Tinberg countered by saying a vote would not be possible because there was not enough time for further discussion. She requested a motion to table the discussion until the Feb. 15 meeting which was approved by a 6-3 vote. A motion for adjournment followed and was approved by the same 6-3 vote.
During the meeting, commissioners heard an initial report from Planning Consultant Sally Elmiger, along with presentations from Wertheimer and Hunter Pasteur associate Seth Herkowicz.
Elmiger reminded the commissioners their job was to ensure that the site plan presented by the developer was “generally complete” prior to scheduling a public hearing on the plan. She outlined six issues of the plan in need of review. Elmiger noted several deviations from the zoning ordinance including narrower setbacks and taller building heights for some of the town homes - but suggested that these deviations create a desirable site design, based on the recent Master Plan discussions.
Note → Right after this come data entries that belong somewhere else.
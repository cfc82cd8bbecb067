//! Lambda7 - π-algebra mass formulas
//!
//! Builds the coefficient trees declared in `lambda7-data`, formats what
//! each node adds beyond its parent, and renders views and HTML fragments.
//!
//! ```no_run
//! let engine = lambda7::Lambda7::standard().expect("tables are consistent");
//! let page = engine.tree_page().expect("viewer page");
//! ```

pub mod diff;
pub mod display;
pub mod render;
pub mod tree;
pub mod view;

pub use diff::{compact_label, format_correction, format_diff, format_polynomial, format_term};
pub use display::latex_to_display;
pub use tree::{Forest, ParticleNode, Tree, TreeNode, VirtualNode};
pub use view::{EdgeView, NodeView, SigmaBucket, TreeView};

use lambda7_core::{Family, Lambda7Error};
use lambda7_data::Registry;
use std::collections::BTreeMap;
use tracing::info;

/// Main engine: a registry plus the validated forest built from it
pub struct Lambda7<'a> {
    registry: &'a Registry,
    forest: Forest,
}

impl<'a> Lambda7<'a> {
    pub fn new(registry: &'a Registry) -> Result<Self, Lambda7Error> {
        let forest = Forest::build(registry)?;
        info!(trees = forest.trees().count(), "coefficient forest ready");
        Ok(Self { registry, forest })
    }

    pub fn registry(&self) -> &'a Registry {
        self.registry
    }

    pub fn forest(&self) -> &Forest {
        &self.forest
    }

    pub fn tree_views(&self) -> Vec<TreeView> {
        self.forest
            .trees()
            .map(|t| TreeView::from_tree(t, self.registry))
            .collect()
    }

    pub fn tree_page(&self) -> Result<String, Lambda7Error> {
        render::tree_page(&self.tree_views())
    }

    /// Named HTML fragments for `{{ name }}` placeholders in page templates
    pub fn fragments(&self) -> Result<BTreeMap<String, String>, Lambda7Error> {
        let reg = self.registry;
        let mut charm = reg.family(Family::Charm);
        charm.extend(reg.family(Family::DoubleCharm));
        let particle_count = reg.particles().count() + reg.mesons().len() + reg.resonances().len();

        let mut out = BTreeMap::new();
        out.insert("octet_table".to_string(), render::baryon_table(&reg.octet(), reg));
        out.insert("decuplet_table".to_string(), render::baryon_table(&reg.decuplet(), reg));
        out.insert("charm_table".to_string(), render::baryon_table(&charm, reg));
        out.insert("bottom_table".to_string(), render::baryon_table(&reg.family(Family::Bottom), reg));
        out.insert("meson_table".to_string(), render::meson_table(&reg.mesons()));
        out.insert("resonance_table".to_string(), render::resonance_table(&reg.resonances(), reg));
        out.insert("magnetic_table".to_string(), render::magnetic_table(&reg.magnetic_moments()));
        out.insert("cycle_summary".to_string(), render::cycle_summary(reg));
        out.insert("cycle_levels".to_string(), render::cycle_levels(reg));
        out.insert("q_vocabulary".to_string(), render::q_vocabulary_table());
        out.insert("mass_vs_mu".to_string(), render::mass_vs_mu_table(reg));
        out.insert("term_structure".to_string(), render::term_structure(reg));
        out.insert("particle_count".to_string(), particle_count.to_string());
        out.insert("tree_datasets".to_string(), render::datasets_json(&self.tree_views())?);
        Ok(out)
    }
}

impl Lambda7<'static> {
    /// Engine over the process-wide registry
    pub fn standard() -> Result<Self, Lambda7Error> {
        Self::new(lambda7_data::registry())
    }
}

#[cfg(test)]
mod tests {
    use super::*;
    use lambda7_core::constants::M_E;
    use lambda7_core::{MagneticMoment, MassFormula, Polynomial};
    use lambda7_data::registry;

    fn rel_close(a: f64, b: f64) -> bool {
        (a - b).abs() <= 1e-9 * b.abs().max(1.0)
    }

    #[test]
    fn test_round_trip_arithmetic() {
        for p in registry().particles() {
            let expected = (p.polynomial.value() + p.correction_value()) * M_E;
            assert!(rel_close(p.mass_mev(), expected), "{}", p.key);
        }
        for m in registry().mesons() {
            let expected = (m.polynomial.value() + m.correction_value()) * M_E;
            assert!(rel_close(m.mass_mev(), expected), "{}", m.key);
        }
    }

    #[test]
    fn test_error_consistency() {
        for p in registry().particles() {
            assert!(rel_close(p.error_kev(), p.error_mev() * 1000.0), "{}", p.key);
            assert!(rel_close(p.error_ev(), p.error_mev() * 1e6), "{}", p.key);
            assert!(rel_close(p.error_ppm(), 1e6 * p.error_mev() / p.mass_exp), "{}", p.key);
        }
    }

    #[test]
    fn test_self_diff_is_empty() {
        let engine = Lambda7::standard().expect("engine");
        for tree in engine.forest().trees() {
            for node in tree.nodes() {
                assert_eq!(format_diff(node.coefficients(), node.coefficients()), "", "{}", node.id());
            }
        }
    }

    #[test]
    fn test_sign_rendering_cases() {
        let poly = Polynomial::from_ints;
        assert_eq!(format_diff(&poly(&[(5, 7), (3, 6)]), &poly(&[(5, 7)])), "6π³");
        assert_eq!(format_diff(&poly(&[(5, 8), (4, 6), (3, -1)]), &poly(&[(5, 8)])), "6π⁴ - π³");

        let engine = Lambda7::standard().expect("engine");
        let views = engine.tree_views();
        let proton = views
            .iter()
            .find_map(|v| v.node("p"))
            .expect("proton in light tree");
        assert_eq!(proton.diff_display, "(4/5)e⁻ᵖⁱ");
    }

    #[test]
    fn test_proton_magnetic_moment() {
        let mu = MagneticMoment::new("p", "Proton", "p", "p", 2.7928473508).with_formula(8, -1, 9);
        assert!((mu.mu_calc() - 8.0 * std::f64::consts::PI / 9.0).abs() < 1e-12);
        assert!((mu.mu_calc() - 2.7925).abs() < 1e-4);
        assert!(mu.error_percent() < 0.1);
        assert_eq!(mu.formula_display(), "8π/9");
    }

    #[test]
    fn test_fragments() {
        let engine = Lambda7::standard().expect("engine");
        let fragments = engine.fragments().expect("fragments");
        assert!(fragments["octet_table"].contains("<table"));
        assert!(fragments["charm_table"].contains(r#"id="Xcc++""#));
        assert_eq!(fragments["particle_count"], "64");
        for key in ["cycle_levels", "q_vocabulary", "mass_vs_mu", "term_structure"] {
            assert!(fragments[key].contains("<table"), "{}", key);
        }
    }
}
Wertheimer told the commissioners that the project as designed was not only the “best in Michigan” but also one of “the most tremendous plans in the United States.” Herkowicz focused on four aspects of the plan: 1) revisions to the plan presented for PUD eligibility, 2) geo-technical aspects, including daylighting the river, 3) funding public benefits and 4) review of consultant Dan Burden's analysis of site walkability.
The developer noted the cost of the Northville Downs project is projected to be $225 million. Within four years of finishing the first home in 2024, the city could realize $2.1 million in tax revenue, based on data provided by the developer and evaluated by the city finance director and assessor.
Plan changes included 474 residential units (of all types) rather than 481 with 19 fewer town homes, 17 fewer single-family homes, the addition of 26 carriage homes, attached 1-1/2 story condos with front-facing garages, closer to Seven Mile, and three additional row houses. The number of condos and apartments within two separate large buildings fronting Cady Street would stay the same. Single-family home sites would vary in lot width from 52 feet wide to 73 feet wide and lot depth would be 120 to 132 feet. Town homes would be repositioned along Center Street and have peaked roofs near neighborhood homes and flat roofs along Beal Street. - to blend in with the multi-family properties there. The setback along Center Street has been adjusted to 15 to 17 feet to be consistent with the primary “entryway” character of the street and the Master Plan.
Commercial space in this project available for rent to tenants is proposed at just over 12,000 feet, with an additional 4,000 feet for residential lobbies and leasing office. A consultant hired by the Downtown Development Authority advised that Cady Street can accommodate up to 50,000 feet of commercial space.